WHAT YOU ARE ASKED TO DO:
Give each entry back by retyping it exactly as written.

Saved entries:
|---|

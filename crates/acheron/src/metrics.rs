use std::{
    collections::VecDeque,
    sync::{
        Arc, Mutex,
        atomic::{AtomicU64, Ordering},
    },
    time::{Duration, Instant},
};

use acheron_core::metrics::{ChainCounters, ChainCountersSnapshot};

const DEFAULT_WINDOW: usize = 120;

/// Rolling timing metrics for one chain stage.
///
/// # Example
/// ```rust
/// use acheron::prelude::StageMetrics;
///
/// let metrics = StageMetrics::default();
/// metrics.record(std::time::Duration::from_micros(250));
/// assert_eq!(metrics.total_samples(), 1);
/// ```
#[derive(Default, Clone)]
pub struct StageMetrics {
    inner: Arc<StageState>,
}

#[derive(Default)]
struct StageState {
    count: AtomicU64,
    last_nanos: AtomicU64,
    window: Mutex<WindowState>,
}

struct WindowState {
    samples: VecDeque<(Instant, u64)>,
    max: usize,
}

impl Default for WindowState {
    fn default() -> Self {
        Self {
            samples: VecDeque::new(),
            max: DEFAULT_WINDOW,
        }
    }
}

impl StageMetrics {
    /// Record a single duration sample.
    pub fn record(&self, dur: Duration) {
        let nanos = dur.as_nanos().min(u64::MAX as u128) as u64;
        self.inner.count.fetch_add(1, Ordering::Relaxed);
        self.inner.last_nanos.store(nanos, Ordering::Relaxed);
        if let Ok(mut win) = self.inner.window.lock() {
            win.samples.push_back((Instant::now(), nanos));
            while win.samples.len() > win.max {
                win.samples.pop_front();
            }
        }
    }

    /// Total samples recorded over the lifetime.
    pub fn total_samples(&self) -> u64 {
        self.inner.count.load(Ordering::Relaxed)
    }

    /// Rolling average of samples in milliseconds.
    pub fn avg_millis(&self) -> Option<f64> {
        self.inner.window.lock().ok().and_then(|w| {
            let count = w.samples.len();
            if count == 0 {
                return None;
            }
            let total: u128 = w.samples.iter().map(|(_, n)| *n as u128).sum();
            Some(total as f64 / 1_000_000.0 / count as f64)
        })
    }

    /// Most recent sample in milliseconds.
    pub fn last_millis(&self) -> Option<f64> {
        let last = self.inner.last_nanos.load(Ordering::Relaxed);
        if last == 0 {
            None
        } else {
            Some(last as f64 / 1_000_000.0)
        }
    }

    /// Rolling shots-per-second based on sample timestamps.
    pub fn rate(&self) -> Option<f64> {
        self.inner.window.lock().ok().and_then(|w| {
            if w.samples.len() < 2 {
                return None;
            }
            let first = w.samples.front()?.0;
            let last = w.samples.back()?.0;
            let span = last.saturating_duration_since(first).as_secs_f64();
            if span > 0.0 {
                Some(w.samples.len() as f64 / span)
            } else {
                None
            }
        })
    }
}

/// Timing and counter metrics for a chain device instance.
#[derive(Clone, Default)]
pub struct PipelineMetrics {
    /// Tap dispatch (tagging) duration per group pass.
    pub tag: StageMetrics,
    /// Hardware shot dispatch duration per group pass.
    pub dispatch: StageMetrics,
    /// Lifetime counters shared with the chain internals.
    pub counters: Arc<ChainCounters>,
}

impl PipelineMetrics {
    /// Snapshot of the lifetime counters.
    pub fn counters(&self) -> ChainCountersSnapshot {
        self.counters.snapshot()
    }
}
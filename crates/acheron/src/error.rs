use acheron_core::geometry::PixelSize;
use acheron_engine::EngineError;

/// Errors surfaced by the chain controller.
///
/// Lifecycle operations abort on error and leave the pipeline state at its
/// pre-call value; per-frame dispatch errors skip the frame's shot without
/// failing the stream.
///
/// # Example
/// ```rust
/// use acheron::ChainError;
///
/// let err = ChainError::AlreadyOpen;
/// assert_eq!(err.code(), "already_open");
/// assert!(!err.retryable());
/// ```
#[derive(Debug, Clone, PartialEq, Eq, thiserror::Error)]
pub enum ChainError {
    /// Zero/negative dimension or out-of-bounds crop, rejected before any
    /// hardware write.
    #[error("invalid geometry: {0}")]
    InvalidGeometry(String),
    /// Conflicting bounds-down-scale sizes between the companion bayer
    /// taps.
    #[error("bds size conflict: requested {requested}, companion fixed {fixed}")]
    BdsSizeMismatch {
        requested: PixelSize,
        fixed: PixelSize,
    },
    /// An engine command round-trip failed.
    #[error(transparent)]
    Engine(#[from] EngineError),
    /// The frame's shot was skipped; the frame is parked for reclamation.
    #[error("shot for frame {frame} skipped: {reason}")]
    ShotDispatch { frame: u64, reason: &'static str },
    #[error("device already open")]
    AlreadyOpen,
    #[error("device already closed")]
    AlreadyClosed,
    /// Lifecycle precondition not met; no state was mutated.
    #[error("not ready: {0}")]
    NotReady(&'static str),
    /// Queue-head identity mismatch in the callback chain. Unrecoverable:
    /// the affected group stops cleanly instead of halting the process.
    #[error("frame identity mismatch: expected {expected}, queue head {head}")]
    FrameIdentity { expected: u64, head: u64 },
    /// A bounded hardware-status wait ran out of retries.
    #[error("timed out waiting for {0}")]
    Timeout(&'static str),
}

impl ChainError {
    /// Stable string code for error classification.
    pub fn code(&self) -> &'static str {
        match self {
            ChainError::InvalidGeometry(_) => "invalid_geometry",
            ChainError::BdsSizeMismatch { .. } => "bds_size_mismatch",
            ChainError::Engine(err) => err.code(),
            ChainError::ShotDispatch { .. } => "shot_dispatch",
            ChainError::AlreadyOpen => "already_open",
            ChainError::AlreadyClosed => "already_closed",
            ChainError::NotReady(_) => "not_ready",
            ChainError::FrameIdentity { .. } => "frame_identity",
            ChainError::Timeout(_) => "timeout",
        }
    }

    /// Whether the operation may succeed when retried.
    pub fn retryable(&self) -> bool {
        match self {
            ChainError::Engine(err) => err.retryable(),
            ChainError::Timeout(_) => true,
            _ => false,
        }
    }

    /// Whether the error terminates the affected stream.
    pub fn fatal(&self) -> bool {
        matches!(self, ChainError::FrameIdentity { .. })
    }
}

|---|

ANSWER AREA:
filename crates/acheron/src/metrics.rs
use std::{
    collections::VecDeque,
    sync::{
        Arc, Mutex,
        atomic::{AtomicU64, Ordering},
    },
    time::{Duration, Instant},
};

use acheron_core::metrics::{ChainCounters, ChainCountersSnapshot};

const DEFAULT_WINDOW: usize = 120;

/// Rolling timing metrics for one chain stage.
///
/// # Example
/// ```rust
/// use acheron::prelude::StageMetrics;
///
/// let metrics = StageMetrics::default();
/// metrics.record(std::time::Duration::from_micros(250));
/// assert_eq!(metrics.total_samples(), 1);
/// ```
#[derive(Default, Clone)]
pub struct StageMetrics {
    inner: Arc<StageState>,
}

#[derive(Default)]
struct StageState {
    count: AtomicU64,
    last_nanos: AtomicU64,
    window: Mutex<WindowState>,
}

struct WindowState {
    samples: VecDeque<(Instant, u64)>,
    max: usize,
}

impl Default for WindowState {
    fn default() -> Self {
        Self {
            samples: VecDeque::new(),
            max: DEFAULT_WINDOW,
        }
    }
}

impl StageMetrics {
    /// Record a single duration sample.
    pub fn record(&self, dur: Duration) {
        let nanos = dur.as_nanos().min(u64::MAX as u128) as u64;
        self.inner.count.fetch_add(1, Ordering::Relaxed);
        self.inner.last_nanos.store(nanos, Ordering::Relaxed);
        if let Ok(mut win) = self.inner.window.lock() {
            win.samples.push_back((Instant::now(), nanos));
            while win.samples.len() > win.max {
                win.samples.pop_front();
            }
        }
    }

    /// Total samples recorded over the lifetime.
    pub fn total_samples(&self) -> u64 {
        self.inner.count.load(Ordering::Relaxed)
    }

    /// Rolling average of samples in milliseconds.
    pub fn avg_millis(&self) -> Option<f64> {
        self.inner.window.lock().ok().and_then(|w| {
            let count = w.samples.len();
            if count == 0 {
                return None;
            }
            let total: u128 = w.samples.iter().map(|(_, n)| *n as u128).sum();
            Some(total as f64 / 1_000_000.0 / count as f64)
        })
    }

    /// Most recent sample in milliseconds.
    pub fn last_millis(&self) -> Option<f64> {
        let last = self.inner.last_nanos.load(Ordering::Relaxed);
        if last == 0 {
            None
        } else {
            Some(last as f64 / 1_000_000.0)
        }
    }

    /// Rolling shots-per-second based on sample timestamps.
    pub fn rate(&self) -> Option<f64> {
        self.inner.window.lock().ok().and_then(|w| {
            if w.samples.len() < 2 {
                return None;
            }
            let first = w.samples.front()?.0;
            let last = w.samples.back()?.0;
            let span = last.saturating_duration_since(first).as_secs_f64();
            if span > 0.0 {
                Some(w.samples.len() as f64 / span)
            } else {
                None
            }
        })
    }
}

/// Timing and counter metrics for a chain device instance.
#[derive(Clone, Default)]
pub struct PipelineMetrics {
    /// Tap dispatch (tagging) duration per group pass.
    pub tag: StageMetrics,
    /// Hardware shot dispatch duration per group pass.
    pub dispatch: StageMetrics,
    /// Lifetime counters shared with the chain internals.
    pub counters: Arc<ChainCounters>,
}

impl PipelineMetrics {
    /// Snapshot of the lifetime counters.
    pub fn counters(&self) -> ChainCountersSnapshot {
        self.counters.snapshot()
    }
}
filename crates/acheron/src/error.rs
use acheron_core::geometry::PixelSize;
use acheron_engine::EngineError;

/// Errors surfaced by the chain controller.
///
/// Lifecycle operations abort on error and leave the pipeline state at its
/// pre-call value; per-frame dispatch errors skip the frame's shot without
/// failing the stream.
///
/// # Example
/// ```rust
/// use acheron::ChainError;
///
/// let err = ChainError::AlreadyOpen;
/// assert_eq!(err.code(), "already_open");
/// assert!(!err.retryable());
/// ```
#[derive(Debug, Clone, PartialEq, Eq, thiserror::Error)]
pub enum ChainError {
    /// Zero/negative dimension or out-of-bounds crop, rejected before any
    /// hardware write.
    #[error("invalid geometry: {0}")]
    InvalidGeometry(String),
    /// Conflicting bounds-down-scale sizes between the companion bayer
    /// taps.
    #[error("bds size conflict: requested {requested}, companion fixed {fixed}")]
    BdsSizeMismatch {
        requested: PixelSize,
        fixed: PixelSize,
    },
    /// An engine command round-trip failed.
    #[error(transparent)]
    Engine(#[from] EngineError),
    /// The frame's shot was skipped; the frame is parked for reclamation.
    #[error("shot for frame {frame} skipped: {reason}")]
    ShotDispatch { frame: u64, reason: &'static str },
    #[error("device already open")]
    AlreadyOpen,
    #[error("device already closed")]
    AlreadyClosed,
    /// Lifecycle precondition not met; no state was mutated.
    #[error("not ready: {0}")]
    NotReady(&'static str),
    /// Queue-head identity mismatch in the callback chain. Unrecoverable:
    /// the affected group stops cleanly instead of halting the process.
    #[error("frame identity mismatch: expected {expected}, queue head {head}")]
    FrameIdentity { expected: u64, head: u64 },
    /// A bounded hardware-status wait ran out of retries.
    #[error("timed out waiting for {0}")]
    Timeout(&'static str),
}

impl ChainError {
    /// Stable string code for error classification.
    pub fn code(&self) -> &'static str {
        match self {
            ChainError::InvalidGeometry(_) => "invalid_geometry",
            ChainError::BdsSizeMismatch { .. } => "bds_size_mismatch",
            ChainError::Engine(err) => err.code(),
            ChainError::ShotDispatch { .. } => "shot_dispatch",
            ChainError::AlreadyOpen => "already_open",
            ChainError::AlreadyClosed => "already_closed",
            ChainError::NotReady(_) => "not_ready",
            ChainError::FrameIdentity { .. } => "frame_identity",
            ChainError::Timeout(_) => "timeout",
        }
    }

    /// Whether the operation may succeed when retried.
    pub fn retryable(&self) -> bool {
        match self {
            ChainError::Engine(err) => err.retryable(),
            ChainError::Timeout(_) => true,
            _ => false,
        }
    }

    /// Whether the error terminates the affected stream.
    pub fn fatal(&self) -> bool {
        matches!(self, ChainError::FrameIdentity { .. })
    }
}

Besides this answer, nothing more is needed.